CLICHE AWAY

As a writer one of my worst enemies has to be the cliché. ‘All good things come to those who wait’, ‘blood is thicker than water’, ‘beauty is only skin deep’. It’s my job to make up my own which can be hard when I’m hardwired to trot out these phrases. I remember my mother’s examples. ‘Blue and green should never be seen’ – until the only clean clothes for me to wear was a blue dress with a green cardigan. Then she changed it to ‘blue and green; fit for a queen’. She was fooling no one. ‘Patience is a virtue’ was another. If I didn’t want to scream at her before she made this helpful comment, I certainly did afterwards. 

And when I came running into the room at full speed, brimming with news to tell her she’d look up from sewing, where ‘a stitch in time saved nine’ or peeling potatoes where you can be sure ‘many cooks’ would not ‘be spoiling the broth’, and she’d say ‘you’re like a bull in a china shop’. This sounded awful. Bad enough to be me in china shop let alone a bull. I still have a vision of a china shop with Georgian bay windows and china on every available surface. A bull suddenly appears, walking upright and wearing his best suit. All he wants is to buy Mrs Bull a piece of objet d’arte. Tragic really. 

The husband has a few sayings he over-uses regularly. The most annoying is when he suggests I ‘rustle up a (insert relevant term) salad/meal/picnic’. As if all I had to do was to rummage furtively in the salad crisper and ‘hey presto!’ a lovely big salad would appear. Whilst there is a certain amount of rummaging required, there’s also a lot of rinsing, chopping, slicing, grating and blanching going on. 

Another phrase, he has now stopped using, is when a beautiful woman is being discussed, he will describe her as ‘looking like a model’. Vacuous? In need of a decent meal? Is this the best way to describe beauty? Should Shakespeare have used this instead of comparing a right looker to a summer’s day? Anyway he’s stopped saying it now, he knows ‘which side his bread is buttered’. 
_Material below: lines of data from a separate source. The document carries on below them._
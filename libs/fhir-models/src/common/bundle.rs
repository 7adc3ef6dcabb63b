//! FHIR Bundle model
//!
//! The FHIR specification ships its definitions as `collection` Bundles. Entries keep
//! their resource as raw JSON so that callers decide which ones to deserialize.

use super::error::{Error, Result};
use super::structure_definition::StructureDefinition;
use serde::{Deserialize, Serialize};
use serde_json::Value;
use std::collections::HashMap;

/// FHIR Bundle resource
#[derive(Debug, Clone, Serialize, Deserialize, PartialEq)]
#[serde(rename_all = "camelCase")]
pub struct Bundle {
    /// Resource type - always "Bundle"
    #[serde(default = "default_resource_type")]
    pub resource_type: String,

    /// Logical id of this artifact
    #[serde(skip_serializing_if = "Option::is_none")]
    pub id: Option<String>,

    /// Indicates the purpose of this bundle
    #[serde(rename = "type")]
    pub bundle_type: BundleType,

    /// Entry in the bundle - will have a resource or information
    #[serde(skip_serializing_if = "Option::is_none")]
    pub entry: Option<Vec<BundleEntry>>,

    /// Additional content beyond core fields (meta, signature, ...)
    #[serde(flatten)]
    pub extensions: HashMap<String, Value>,
}

fn default_resource_type() -> String {
    "Bundle".to_string()
}

/// Type of Bundle
#[derive(Debug, Clone, PartialEq, Eq, Serialize, Deserialize)]
#[serde(rename_all = "kebab-case")]
pub enum BundleType {
    Document,
    Message,
    Transaction,
    TransactionResponse,
    Batch,
    BatchResponse,
    History,
    Searchset,
    /// The specification bundles are collections
    Collection,
}

/// Entry in the bundle
#[derive(Debug, Clone, PartialEq, Serialize, Deserialize)]
#[serde(rename_all = "camelCase")]
pub struct BundleEntry {
    /// Full URL for the entry, e.g. `http://hl7.org/fhir/StructureDefinition/Patient`
    #[serde(skip_serializing_if = "Option::is_none")]
    pub full_url: Option<String>,

    /// A resource in this bundle, left untyped until requested
    #[serde(skip_serializing_if = "Option::is_none")]
    pub resource: Option<Value>,

    /// Additional content beyond core fields
    #[serde(flatten)]
    pub extensions: HashMap<String, Value>,
}

impl Bundle {
    /// Create an empty collection bundle
    pub fn collection() -> Self {
        Self {
            resource_type: "Bundle".to_string(),
            id: None,
            bundle_type: BundleType::Collection,
            entry: None,
            extensions: HashMap::new(),
        }
    }

    /// Parse from JSON Value
    pub fn from_value(value: &Value) -> Result<Self> {
        let bundle: Self = serde_json::from_value(value.clone())?;
        bundle.ensure_bundle()
    }

    /// Parse from raw JSON bytes, as read from a specification file
    pub fn from_slice(bytes: &[u8]) -> Result<Self> {
        let bundle: Self = serde_json::from_slice(bytes)?;
        bundle.ensure_bundle()
    }

    fn ensure_bundle(self) -> Result<Self> {
        if self.resource_type != "Bundle" {
            return Err(Error::InvalidResource(format!(
                "expected resourceType Bundle, found {}",
                self.resource_type
            )));
        }
        Ok(self)
    }

    /// Get the number of entries in the bundle
    pub fn entry_count(&self) -> usize {
        self.entry.as_ref().map(|e| e.len()).unwrap_or(0)
    }

    /// Get entries as a slice
    pub fn entries(&self) -> &[BundleEntry] {
        self.entry.as_deref().unwrap_or(&[])
    }

    /// Add an entry to the bundle
    pub fn add_entry(&mut self, entry: BundleEntry) {
        self.entry.get_or_insert_with(Vec::new).push(entry);
    }
}

impl BundleEntry {
    /// Build an entry from a full URL and a resource value
    pub fn new(full_url: impl Into<String>, resource: Value) -> Self {
        Self {
            full_url: Some(full_url.into()),
            resource: Some(resource),
            extensions: HashMap::new(),
        }
    }

    /// The trailing segment of `fullUrl` when it starts with `prefix`
    pub fn name_under(&self, prefix: &str) -> Option<&str> {
        self.full_url
            .as_deref()
            .and_then(|url| url.strip_prefix(prefix))
            .filter(|name| !name.is_empty() && !name.contains('/'))
    }

    /// Deserialize the entry's resource as a StructureDefinition
    pub fn structure_definition(&self) -> Result<StructureDefinition> {
        let resource = self.resource.as_ref().ok_or_else(|| {
            Error::MissingField(format!(
                "resource of entry {}",
                self.full_url.as_deref().unwrap_or("<no fullUrl>")
            ))
        })?;
        StructureDefinition::from_value(resource)
    }
}

#[cfg(test)]
mod tests {
    use super::*;
    use serde_json::json;

    #[test]
    fn test_deserialize_specification_bundle() {
        let json = json!({
            "resourceType": "Bundle",
            "id": "resources",
            "meta": { "lastUpdated": "2019-11-01T09:29:23.356+11:00" },
            "type": "collection",
            "entry": [
                { "fullUrl": "http://hl7.org/fhir/CompartmentDefinition/relatedPerson" },
                {
                    "fullUrl": "http://hl7.org/fhir/StructureDefinition/Patient",
                    "resource": { "resourceType": "StructureDefinition", "id": "Patient" }
                }
            ]
        });

        let bundle = Bundle::from_value(&json).unwrap();
        assert_eq!(bundle.id, Some("resources".to_string()));
        assert_eq!(bundle.bundle_type, BundleType::Collection);
        assert_eq!(bundle.entry_count(), 2);
        assert!(bundle.extensions.contains_key("meta"));
        assert!(bundle.entries()[0].resource.is_none());
    }

    #[test]
    fn test_rejects_non_bundle() {
        let json = json!({ "resourceType": "Patient", "type": "collection" });
        assert!(matches!(
            Bundle::from_value(&json),
            Err(Error::InvalidResource(_))
        ));
    }

    #[test]
    fn test_name_under_prefix() {
        let entry = BundleEntry::new(
            "http://hl7.org/fhir/StructureDefinition/Observation",
            json!({}),
        );
        let prefix = "http://hl7.org/fhir/StructureDefinition/";
        assert_eq!(entry.name_under(prefix), Some("Observation"));
        assert_eq!(entry.name_under("http://hl7.org/fhir/ValueSet/"), None);

        let nested = BundleEntry::new(
            "http://hl7.org/fhir/StructureDefinition/a/b",
            json!({}),
        );
        assert_eq!(nested.name_under(prefix), None);
    }

    #[test]
    fn test_structure_definition_requires_resource() {
        let entry = BundleEntry {
            full_url: Some("http://hl7.org/fhir/StructureDefinition/Patient".to_string()),
            resource: None,
            extensions: HashMap::new(),
        };
        assert!(matches!(
            entry.structure_definition(),
            Err(Error::MissingField(_))
        ));
    }

    #[test]
    fn test_add_entry() {
        let mut bundle = Bundle::collection();
        bundle.add_entry(BundleEntry::new(
            "http://hl7.org/fhir/StructureDefinition/Patient",
            json!({"resourceType": "StructureDefinition"}),
        ));
        assert_eq!(bundle.entry_count(), 1);
    }
}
‘Cheap at half the price’. What does it mean? If you halved the price of course it would be cheap! 

Some clichés have wonderful or terrible origins. There are a few theories to where ‘cats got your tongue’ came from. In the Middle East a punishment for liars was having their tongues ripped out and fed to the king’s cat. Or that being whipped with a cat-o-nine-tail was a conversation stopper for the victim. Another from the Middle Ages when it was believed that if you saw a witch her cat would steal control of your tongue so you couldn’t report the sighting. 

‘Caught red-handed’ is used to describe someone who is interrupted in the process of wrong doing. It is thought originally to describe the blood of the victim on his/her murderer’s hands. Although there is a story of the Japanese putting the sap of poison ivy on their money so that any thief would break out in a nasty red rash. 

‘To finish up’ I encourage you to ‘have a nice day’. And if you are a writer ‘it goes without saying’, when it comes to clichés to ‘avoid them like the plague’.